Cantar esos picotazos de Ligeti dos octavas por arriba de las dos notas contiguas, y cantar estas dos contiguas antes y después, sin dejar de dirigir y señalar, mientras se mira al público y se interpreta el personaje, tiene algo de exagerado: pero es que también tiene algo de convicción, como descubrimos cuando conocemos el resto de Hannigan, la ciudadana tranquila, estudiosa y cocinera.
Con esa belleza del estilo de Samantha Eggar y esos modales canadienses, ese gesto algo miope e intrigante, pero jovial, sólo su presencia ya hace callar al público.
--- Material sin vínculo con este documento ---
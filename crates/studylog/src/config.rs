//! Configuration defaults loaded from environment variables.

use anyhow::{Context, Result};
use chrono::Weekday;
use std::path::PathBuf;

pub const DEFAULT_DATA_DIR: &str = "data";
pub const DEFAULT_PORT: u16 = 8080;

/// Runtime settings. CLI flags override these.
#[derive(Debug, Clone, PartialEq)]
pub struct Config {
    /// Directory holding the database and the `backup/` folder
    pub data_dir: PathBuf,
    pub port: u16,
    /// First column of calendar grids
    pub first_weekday: Weekday,
}

impl Default for Config {
    fn default() -> Self {
        Self {
            data_dir: PathBuf::from(DEFAULT_DATA_DIR),
            port: DEFAULT_PORT,
            first_weekday: Weekday::Sun,
        }
    }
}

/// Parse a weekday name such as "sunday" or "Mon"
pub fn parse_weekday(value: &str) -> Option<Weekday> {
    value.trim().parse::<Weekday>().ok()
}

impl Config {
    /// Load settings from environment variables.
    ///
    /// Reads `STUDYLOG_DATA_DIR`, `STUDYLOG_PORT` and `STUDYLOG_FIRST_WEEKDAY`,
    /// either from the environment or from a `.env` file. Unset variables keep
    /// their defaults.
    pub fn from_env() -> Result<Self> {
        // Load .env file if present (ignore errors if not found)
        let _ = dotenvy::dotenv();

        let mut config = Self::default();

        if let Ok(dir) = std::env::var("STUDYLOG_DATA_DIR") {
            config.data_dir = PathBuf::from(dir);
        }

        if let Ok(port) = std::env::var("STUDYLOG_PORT") {
            config.port = port
                .parse()
                .with_context(|| format!("STUDYLOG_PORT is not a port number: {port}"))?;
        }

        if let Ok(day) = std::env::var("STUDYLOG_FIRST_WEEKDAY") {
            config.first_weekday = parse_weekday(&day)
                .with_context(|| format!("STUDYLOG_FIRST_WEEKDAY is not a weekday: {day}"))?;
        }

        Ok(config)
    }

    pub fn db_path(&self) -> PathBuf {
        self.data_dir.join(crate::db::DB_FILE_NAME)
    }

    pub fn backup_dir(&self) -> PathBuf {
        self.data_dir.join("backup")
    }
}
use anyhow::{Context, Result};
use chrono::{Datelike, Local, NaiveDate};
use clap::{Parser, Subcommand};
use std::path::PathBuf;
use tracing::{info, Level};
use tracing_subscriber::{fmt, EnvFilter};

mod activity;
mod analysis;
mod calendar;
mod config;
mod data;
mod db;
mod error;
mod format;
mod legacy_csv;
mod schedule;
mod server;
mod session;
mod types;

use config::{parse_weekday, Config};
use format::format_duration;
use session::Session;
use types::DayType;

#[derive(Parser, Debug)]
#[command(name = "studylog")]
#[command(about = "Daily study checklist, activity log and monthly calendar summary")]
struct Args {
    #[command(subcommand)]
    command: Option<Commands>,

    /// Directory holding the database and backups
    #[arg(short, long, global = true)]
    data_dir: Option<PathBuf>,

    /// Log level (trace, debug, info, warn, error)
    #[arg(long, default_value = "info", global = true)]
    log_level: String,
}

#[derive(Subcommand, Debug)]
enum Commands {
    /// Start the web server (default)
    Serve {
        /// Port to listen on
        #[arg(short, long)]
        port: Option<u16>,
    },

    /// Show the checklist, activity log and evaluations of a day
    Day {
        /// Date in YYYY-MM-DD format (default: today)
        date: Option<NaiveDate>,
    },

    /// Show the checklist and study target of a day type
    Schedule {
        /// One of mwf, tt, saturday, sunday
        day_type: String,
    },

    /// Print the calendar of a month
    Calendar {
        /// Year (default: current)
        year: Option<i32>,

        /// Month 1-12 (default: current)
        month: Option<u32>,

        /// First column of the grid, e.g. "sunday" or "monday"
        #[arg(long)]
        first_weekday: Option<String>,
    },

    /// Print daily and monthly totals
    Analysis,

    /// Merge a legacy JSON data file into the store
    Import {
        /// Path to the JSON file
        file: PathBuf,
    },

    /// Merge activities_data.csv, checklist_data.csv and reviews_data.csv from a directory
    ImportCsv {
        /// Directory holding the CSV files
        dir: PathBuf,
    },

    /// Write the detailed record listing as CSV
    ExportRecords {
        /// Destination path
        file: PathBuf,
    },

    /// Write the whole store as JSON
    Export {
        /// Destination path
        file: PathBuf,
    },

    /// Copy the database into the backup directory
    Backup,
}

fn init_tracing(log_level: &str) -> Result<()> {
    let filter = EnvFilter::try_from_default_env()
        .unwrap_or_else(|_| EnvFilter::new(log_level))
        .add_directive("hyper=warn".parse()?)
        .add_directive("tower_http=warn".parse()?);

    fmt()
        .with_env_filter(filter)
        .with_target(false)
        .with_max_level(Level::TRACE)
        .init();
    Ok(())
}

fn open_session(config: &Config) -> Result<(rusqlite::Connection, Session)> {
    let conn = db::init_db(&config.db_path())?;
    let data = db::load_data(&conn)?;
    Ok((conn, Session::new(data)))
}

fn print_day(session: &Session, date: NaiveDate) {
    let view = session.day_view(date);

    println!("{} ({})", view.date, view.day_type);
    println!();
    for item in &view.checklist {
        let mark = if item.checked { "x" } else { " " };
        println!("  [{mark}] {} ({})", item.label, item.target_time);
    }

    for (title, activity) in [("Study", &view.study), ("Break", &view.rest)] {
        println!();
        println!("{title}: {}", activity.total_display);
        for record in &activity.records {
            println!(
                "  - {}: {} ({})",
                format_duration(record.hours),
                record.memo,
                record.timestamp
            );
        }
    }

    println!();
    println!(
        "Study evaluation: {:?} (target {})",
        view.study_evaluation,
        format_duration(view.study_target_hours)
    );
    println!("Break evaluation: {:?}", view.break_evaluation);

    if let Some(review) = &view.review {
        println!();
        println!("Review ({}):", review.timestamp);
        println!("{}", review.content);
    }
}

fn print_schedule(day_type: DayType) {
    println!(
        "{day_type}: study target {}",
        format_duration(schedule::target_study_hours(day_type))
    );
    for item in schedule::schedule_for(day_type) {
        println!("  [{}] {} ({})", item.id, item.label, item.target_time);
    }
}

fn print_calendar(view: &calendar::MonthView) {
    println!("{}-{:02}", view.year, view.month);
    let header: Vec<String> = view.weekdays.iter().map(|d| format!("{d:>5}")).collect();
    println!("{}", header.join(""));

    for week in &view.weeks {
        let row: Vec<String> = week
            .iter()
            .map(|cell| match cell {
                Some(day) if day.study_hours > 0.0 || day.break_hours > 0.0 => {
                    format!("{:>4}*", day.day)
                }
                Some(day) => format!("{:>5}", day.day),
                None => " ".repeat(5),
            })
            .collect();
        println!("{}", row.join(""));
    }

    println!();
    for day in view.weeks.iter().flatten().flatten() {
        if day.study_hours > 0.0 || day.break_hours > 0.0 || day.has_review {
            println!(
                "{}  study {}  break {}{}",
                day.date,
                format_duration(day.study_hours),
                format_duration(day.break_hours),
                if day.has_review { "  (review)" } else { "" }
            );
        }
    }
}

fn print_analysis(analysis: &analysis::Analysis) {
    println!("Daily totals");
    for day in &analysis.daily {
        println!("  {}  study {:.1}h  break {:.1}h", day.period, day.study, day.rest);
    }

    println!();
    println!("Monthly totals");
    for month in &analysis.monthly {
        println!("  {}  study {:.1}h  break {:.1}h", month.period, month.study, month.rest);
    }

    println!();
    println!(
        "Average study: {:.1}h  Average break: {:.1}h  Study days: {}",
        analysis.summary.average_study_hours,
        analysis.summary.average_break_hours,
        analysis.summary.study_days
    );
}

#[tokio::main]
async fn main() -> Result<()> {
    let args = Args::parse();

    init_tracing(&args.log_level)?;

    let mut config = Config::from_env()?;
    if let Some(dir) = args.data_dir {
        config.data_dir = dir;
    }

    match args.command {
        // Default to serve if no command specified
        None => server::serve(&config).await?,
        Some(Commands::Serve { port }) => {
            if let Some(port) = port {
                config.port = port;
            }
            server::serve(&config).await?;
        }
        Some(Commands::Day { date }) => {
            let (_conn, session) = open_session(&config)?;
            print_day(&session, date.unwrap_or_else(|| Local::now().date_naive()));
        }
        Some(Commands::Schedule { day_type }) => {
            print_schedule(day_type.parse()?);
        }
        Some(Commands::Calendar {
            year,
            month,
            first_weekday,
        }) => {
            let today = Local::now().date_naive();
            let first_weekday = match first_weekday {
                Some(value) => parse_weekday(&value)
                    .with_context(|| format!("Not a weekday: {value}"))?,
                None => config.first_weekday,
            };
            let year = year.unwrap_or(today.year());
            let month = month.unwrap_or(today.month());

            let (_conn, session) = open_session(&config)?;
            let view = calendar::month_view(&session.data, year, month, first_weekday)
                .with_context(|| format!("Not a calendar month: {year}-{month}"))?;
            print_calendar(&view);
        }
        Some(Commands::Analysis) => {
            let (_conn, session) = open_session(&config)?;
            print_analysis(&analysis::analyze(&session.data.activities));
        }
        Some(Commands::Import { file }) => {
            let (mut conn, mut session) = open_session(&config)?;
            let incoming = data::load_legacy_json(&file)?;
            data::merge_into(&mut session.data, incoming);
            db::save_data(&mut conn, &session.data)?;
            info!(
                file = %file.display(),
                records = db::count_records(&conn)?,
                "Import complete"
            );
        }
        Some(Commands::ImportCsv { dir }) => {
            let (mut conn, mut session) = open_session(&config)?;
            let incoming = legacy_csv::load_legacy_csv_dir(&dir)?;
            data::merge_into(&mut session.data, incoming);
            db::save_data(&mut conn, &session.data)?;
            info!(
                dir = %dir.display(),
                records = db::count_records(&conn)?,
                "Import complete"
            );
        }
        Some(Commands::ExportRecords { file }) => {
            let (_conn, session) = open_session(&config)?;
            let records = analysis::detailed_records(&session.data.activities);
            legacy_csv::export_records_csv(&records, &file)?;
            info!(path = %file.display(), rows = records.len(), "Records saved");
        }
        Some(Commands::Export { file }) => {
            let (_conn, session) = open_session(&config)?;
            data::export_json(&session.data, &file)?;
            info!(path = %file.display(), "Export saved");
        }
        Some(Commands::Backup) => {
            let (conn, _session) = open_session(&config)?;
            let path = db::backup(&conn, &config.backup_dir(), Local::now().naive_local())?;
            info!(path = %path.display(), "Backup saved");
        }
    }

    Ok(())
}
Si encima sale empelucada, caracterizada y haciendo malabares, pues las gentes hasta se levantan de las butacas para ver mejor. Lo que pasa es que todo eso se queda en nada en cuanto empieza a dirigir o a cantar.
Hemos discutido mucho si son su voz y sus modos y sus técnicas, o son las composiciones que interpreta, lo que nos traslada a las más inverosímiles proezas vocales de algunas músicas orientales. Pero también acabamos concluyendo que, venga de donde venga, en cuanto Barbara Hannigan lo ha hecho suyo, automáticamente lo ha hecho de todos nosotros y es un caso solemne, como el de los compositores a los que canta, de… apropiación cultural, sí, para horror y desmayo de los puros. Nos importa sólo el resultado, y la velocidad con la que su voz nos traslada a mundos que antes de oírla ni habíamos imaginado.
Y acaba sus conciertos, claro, y parece cansada, naturalmente, y hasta desconcertada: tarda en dejar de dar vueltas y en centrar su mirada. Es que se ha ido muy lejos.